Researchers have developed an innovative method for early detection of Parkinson's disease - 20 years before the first symptoms appear - paving the way for preventive treatment. Additionally, the technique could be adapted for the early diagnosis of other neurodegenerative diseases, including Alzheimer's.
Parkinson's disease is a progressive neurological disorder that primarily affects movement. It develops gradually, starting with mild symptoms that worsen over time, including tremors, muscle stiffness, and problems with balance and stability. It can also cause mood disorders and sleep disturbances. The disease is caused by the degeneration of neurons in the brain.Currently, the diagnosis is mainly based on clinical symptoms such as tremors and gait dysfunctions, which usually appear at a later stage when a significant part of the dopaminergic neurons in the brain have already died. Available treatments mainly treat motor symptoms without halting disease progression.

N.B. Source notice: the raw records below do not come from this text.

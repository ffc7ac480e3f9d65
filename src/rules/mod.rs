//! Alert rules and their evaluation.

pub mod evaluator;
pub mod rule;

pub use evaluator::{ condition_met, evaluate_rules };
pub use rule::{ NewRule, Rule, RuleRecord, RuleState, MIN_REPEAT_INTERVAL_MS };
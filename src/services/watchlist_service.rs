use std::sync::Arc;

use chrono::Utc;
use serde::{ Deserialize, Serialize };

use crate::enums::DataSource;
use crate::error::{ AppError, Result };
use crate::models::{ IconRefs, NormalizedResult, TrackedEntity };
use crate::providers::{ CoinGeckoProvider, CoinSearchResult };
use crate::store::StateStore;

#[derive(Debug, Clone, Deserialize)]
pub struct AddCoinRequest {
    pub id: String,
    pub symbol: String,
    #[serde(default)]
    pub name: String,
    #[serde(default)]
    pub thumb: Option<String>,
    #[serde(default)]
    pub large: Option<String>,
}

#[derive(Debug, Clone, Deserialize)]
pub struct AddAddressRequest {
    pub name: String,
    pub address: String,
}

/// A tracked entity together with what the monitor last saw for it.
#[derive(Debug, Clone, Serialize)]
#[serde(rename_all = "camelCase")]
pub struct EntityView {
    #[serde(flatten)]
    pub entity: TrackedEntity,
    pub last_value: Option<f64>,
    pub latest: Option<NormalizedResult>,
    pub rule_count: usize,
}

/// Adds, removes and lists tracked coins and wallets.
pub struct WatchlistService {
    store: Arc<StateStore>,
    coingecko: Arc<CoinGeckoProvider>,
}

impl WatchlistService {
    pub fn new(store: Arc<StateStore>, coingecko: Arc<CoinGeckoProvider>) -> Self {
        Self { store, coingecko }
    }

    pub async fn list(&self) -> Vec<EntityView> {
        self.store.read(|state| {
            state.entities
                .iter()
                .map(|entity| EntityView {
                    entity: entity.clone(),
                    last_value: state.last_values.get(&entity.id).copied(),
                    latest: state.latest.get(&entity.id).cloned(),
                    rule_count: state.rules_for(&entity.id).len(),
                })
                .collect()
        }).await
    }

    pub async fn add_coin(&self, request: AddCoinRequest) -> Result<TrackedEntity> {
        let icon = match (request.thumb, request.large) {
            (None, None) => None,
            (thumb, large) => Some(IconRefs { thumb, large }),
        };
        let entity = TrackedEntity::coin(
            request.id,
            &request.symbol,
            request.name,
            icon,
            Utc::now().timestamp_millis()
        )?;

        self.store.mutate(|state| state.add_entity(entity.clone())).await?;
        tracing::info!(id = %entity.id, symbol = %entity.symbol_or_chain, "Coin added");
        Ok(entity)
    }

    pub async fn add_address(&self, request: AddAddressRequest) -> Result<TrackedEntity> {
        let entity = TrackedEntity::address(
            &request.name,
            &request.address,
            Utc::now().timestamp_millis()
        )?;

        self.store.mutate(|state| state.add_entity(entity.clone())).await?;
        tracing::info!(address = %entity.short_id(), kind = %entity.kind, "Wallet added");
        Ok(entity)
    }

    pub async fn remove(&self, id: &str) -> Result<TrackedEntity> {
        let removed = self.store.mutate(|state| state.remove_entity(id)).await?;
        tracing::info!(id = %removed.short_id(), "Entity removed");
        Ok(removed)
    }

    pub async fn search(&self, query: &str) -> Result<Vec<CoinSearchResult>> {
        self.coingecko
            .search(query).await
            .map_err(|e| AppError::External(format!("Coin search failed: {}", e)))
    }

    pub async fn data_source(&self) -> DataSource {
        self.store.read(|state| state.data_source).await
    }

    /// Returns whether the source changed.
    pub async fn set_data_source(&self, source: DataSource) -> Result<bool> {
        let changed = self.store.mutate(|state| Ok(state.set_data_source(source))).await?;
        if changed {
            tracing::info!(source = %source, "Data source switched");
        }
        Ok(changed)
    }
}

#[cfg(test)]
mod tests {
    use super::*;
    use crate::db::MemoryKeyValueStore;

    async fn service() -> WatchlistService {
        let store = Arc::new(
            StateStore::load(Arc::new(MemoryKeyValueStore::new()), DataSource::CoinGecko).await
        );
        let coingecko = Arc::new(
            CoinGeckoProvider::new(reqwest::Client::new(), "http://127.0.0.1:1", None)
        );
        WatchlistService::new(store, coingecko)
    }

    #[tokio::test]
    async fn test_add_and_remove() {
        let service = service().await;
        service
            .add_coin(AddCoinRequest {
                id: "bitcoin".to_string(),
                symbol: "btc".to_string(),
                name: "Bitcoin".to_string(),
                thumb: Some("https://img/btc.png".to_string()),
                large: None,
            }).await
            .unwrap();
        service
            .add_address(AddAddressRequest {
                name: "Cold".to_string(),
                address: "bc1qxy2kgdygjrsqtzq2n0yrf2493p83kkfjhx0wlh".to_string(),
            }).await
            .unwrap();

        let list = service.list().await;
        assert_eq!(list.len(), 2);
        assert_eq!(list[0].entity.icon.as_ref().and_then(|i| i.best()), Some("https://img/btc.png"));
        assert_eq!(list[0].last_value, None);

        service.remove("bitcoin").await.unwrap();
        assert_eq!(service.list().await.len(), 1);
    }

    #[tokio::test]
    async fn test_invalid_address_is_rejected() {
        let service = service().await;
        let err = service
            .add_address(AddAddressRequest {
                name: "Typo".to_string(),
                address: "0x123".to_string(),
            }).await
            .unwrap_err();
        assert!(matches!(err, AppError::InvalidAddress));
        assert!(service.list().await.is_empty());
    }

    #[tokio::test]
    async fn test_set_data_source_reports_change() {
        let service = service().await;
        assert!(service.set_data_source(DataSource::Binance).await.unwrap());
        assert!(!service.set_data_source(DataSource::Binance).await.unwrap());
        assert_eq!(service.data_source().await, DataSource::Binance);
    }
}
use chrono::{ DateTime, Utc };
use serde::{ Deserialize, Serialize };

use crate::enums::{ Condition, EntityKind };

/// Emitted when a rule's condition holds and its state permits firing.
#[derive(Debug, Clone, PartialEq, Serialize, Deserialize)]
pub struct TriggerEvent {
    pub entity_id: String,
    pub entity_name: String,
    pub entity_kind: EntityKind,
    pub rule_id: i64,
    pub condition: Condition,
    pub threshold: f64,
    pub observed_value: f64,
    pub timestamp: DateTime<Utc>,
    #[serde(skip_serializing_if = "Option::is_none")]
    pub sound_ref: Option<String>,
    #[serde(skip_serializing_if = "Option::is_none")]
    pub icon: Option<String>,
}
use std::collections::HashMap;

use async_trait::async_trait;
use serde::{ Deserialize, Serialize };

use crate::enums::DataSource;
use crate::error::PollResult;
use crate::models::{ NormalizedResult, TrackedEntity };

use super::{ check_status, parse_json, PriceProvider };

pub const COINGECKO_API_BASE: &str = "https://api.coingecko.com/api/v3";
const SEARCH_LIMIT: usize = 10;
const MIN_QUERY_LEN: usize = 2;

#[derive(Deserialize)]
struct SimplePrice {
    usd: Option<f64>,
    usd_24h_change: Option<f64>,
}

#[derive(Deserialize)]
struct SearchResponse {
    #[serde(default)]
    coins: Vec<CoinSearchResult>,
}

/// A coin suggestion returned by the search endpoint.
#[derive(Debug, Clone, PartialEq, Serialize, Deserialize)]
pub struct CoinSearchResult {
    pub id: String,
    pub name: String,
    pub symbol: String,
    #[serde(default)]
    pub thumb: Option<String>,
    #[serde(default)]
    pub large: Option<String>,
}

pub struct CoinGeckoProvider {
    client: reqwest::Client,
    base_url: String,
    api_key: Option<String>,
}

impl CoinGeckoProvider {
    pub fn new(client: reqwest::Client, base_url: impl Into<String>, api_key: Option<String>) -> Self {
        Self {
            client,
            base_url: base_url.into().trim_end_matches('/').to_string(),
            api_key,
        }
    }

    async fn get(&self, url: &str) -> PollResult<String> {
        let mut request = self.client.get(url);
        if let Some(key) = &self.api_key {
            request = request.header("x-cg-demo-api-key", key);
        }

        let response = request.send().await?;
        check_status(response.status(), false)?;
        Ok(response.text().await?)
    }

    /// Coin lookup for the add-coin flow. Queries shorter than two characters return nothing.
    pub async fn search(&self, query: &str) -> PollResult<Vec<CoinSearchResult>> {
        let query = query.trim();
        if query.chars().count() < MIN_QUERY_LEN {
            return Ok(Vec::new());
        }

        let url = format!("{}/search?query={}", self.base_url, urlencoding::encode(query));
        let body = self.get(&url).await?;
        parse_search(&body)
    }
}

#[async_trait]
impl PriceProvider for CoinGeckoProvider {
    fn source(&self) -> DataSource {
        DataSource::CoinGecko
    }

    async fn fetch_prices(
        &self,
        coins: &[TrackedEntity]
    ) -> PollResult<HashMap<String, NormalizedResult>> {
        if coins.is_empty() {
            return Ok(HashMap::new());
        }

        let ids: Vec<&str> = coins
            .iter()
            .map(|c| c.id.as_str())
            .collect();
        let url = format!(
            "{}/simple/price?ids={}&vs_currencies=usd&include_24hr_change=true",
            self.base_url,
            urlencoding::encode(&ids.join(","))
        );

        let body = self.get(&url).await?;
        let prices = parse_simple_price(&body)?;
        tracing::debug!(requested = coins.len(), received = prices.len(), "CoinGecko prices fetched");
        Ok(prices)
    }
}

pub(crate) fn parse_simple_price(body: &str) -> PollResult<HashMap<String, NormalizedResult>> {
    let raw: HashMap<String, SimplePrice> = parse_json(body)?;

    Ok(
        raw
            .into_iter()
            .filter_map(|(id, entry)| {
                entry.usd.map(|usd| (id, NormalizedResult::price(usd, entry.usd_24h_change)))
            })
            .collect()
    )
}

pub(crate) fn parse_search(body: &str) -> PollResult<Vec<CoinSearchResult>> {
    let response: SearchResponse = parse_json(body)?;
    Ok(response.coins.into_iter().take(SEARCH_LIMIT).collect())
}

Researchers at Tel Aviv University, in collaboration with three major Israeli medical centers and with scientists in the US and Germany, developed a new diagnostic method that combines super-resolution microscopy with computational analysis to detect protein aggregation in cells, a sign hallmark of Parkinson's disease. Protein aggregates, particularly the protein alpha-synuclein, begin to form about 15 years before Parkinson's symptoms appear."Our method can be used to identify early signs and enable preventive treatment in young people at risk of developing Parkinson's later in life," the researchers said. By identifying early cellular changes, this technique could potentially prevent further protein build-up and cell death during a person's younger years.
The study, recently published by the peer-reviewed Frontiers in Molecular Neuroscience, was led by Prof. Uri Ashery and PhD candidate Ofir Sade of Tel Aviv University.
To further improve the diagnostic process, the researchers aim to develop a machine learning algorithm capable of identifying correlations between motor and cognitive test results and microscopic findings. This algorithm will help predict the future development and severity of various pathologies associated with Parkinson's.
A clinical trial is already underway to test a drug designed to inhibit the formation of protein aggregates that cause Parkinson's disease. If successful, this method could revolutionize the approach to treating and preventing neurodegenerative diseases. By identifying at-risk individuals early, it may be possible to intervene before significant neurological damage occurs.
The breakthrough opens the door to a number of practical applications.
If early protein build-up is detected, individuals can take preventive actions such as lifestyle modifications, dietary changes, or starting medications designed to slow the progression of the disease. The technology could lead to the identification of specific biomarkers associated with early Parkinson's, which could then be used to develop non-invasive screening tools such as blood or skin tests for wider and easier application in settings clinical.
Early intervention can delay or reduce the severity of motor symptoms such as tremors and stiffness, helping individuals maintain their independence and quality of life for a longer period.